A first edition of Jonathan Swift's Gulliver's Travels, stolen from Armagh Public Library 20 months ago, has returned safely following a joint RUC-Garda operation.
Gardai in Dublin handed over the volume, which contains hand-written annotations by the author, to the Church of Ireland Dean of Armagh and keeper of the library, the Very Rev Herbert Cassidy, who said he was "absolutely delighted that Gulliver has finally come home again".
Praising the joint police investigation, Dean Cassidy said he had almost given up hope. "I was beginning to lose hope. After all, the book was stolen in December 1999 and some of the items that went astray in the same robbery have long since been recovered.
"Frankly speaking, given the book's special characteristics, it was logical to assume that its disappearance was the result of a `robbery-to-order' leading to it disappearing for good in some private collection."

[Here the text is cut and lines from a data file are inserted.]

//! Database module - MySQL implementations using SQLx
//!
//! This module provides database access layer implementations including:
//! - Connection pool management
//! - Repository pattern implementations

pub mod connection;
pub mod mysql;


// Re-export commonly used types
pub use connection::{DatabasePool, PoolStatistics};
pub use mysql::MySqlAreaRepository;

In the 1999 robbery, a member of the library's staff was held at gunpoint by two intruders. Two £50,000 silver maces stolen were recovered on a footpath close to Balbriggan Garda station in north Co Dublin several days later.
Dean Cassidy said the book was in good condition. "The fact that it hasn't suffered unduly would to me again be evidence that the people behind the robbery would have known exactly what they had in their hands."
Dean Cassidy said detectives told him they were optimistic about recovering the remaining items - a miniature Koran, a Papal Bull by Clement XII and a thumb Bible.